Problem details:
What the task needs is every record repeated exactly, nothing more.

Materials provided:
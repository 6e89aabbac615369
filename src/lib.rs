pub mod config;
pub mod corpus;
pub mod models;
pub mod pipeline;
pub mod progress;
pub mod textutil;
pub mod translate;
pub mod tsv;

Expected output:
repository 6e89aabbac615369
filename src/lib.rs
pub mod config;
pub mod corpus;
pub mod models;
pub mod pipeline;
pub mod progress;
pub mod textutil;
pub mod translate;
pub mod tsv;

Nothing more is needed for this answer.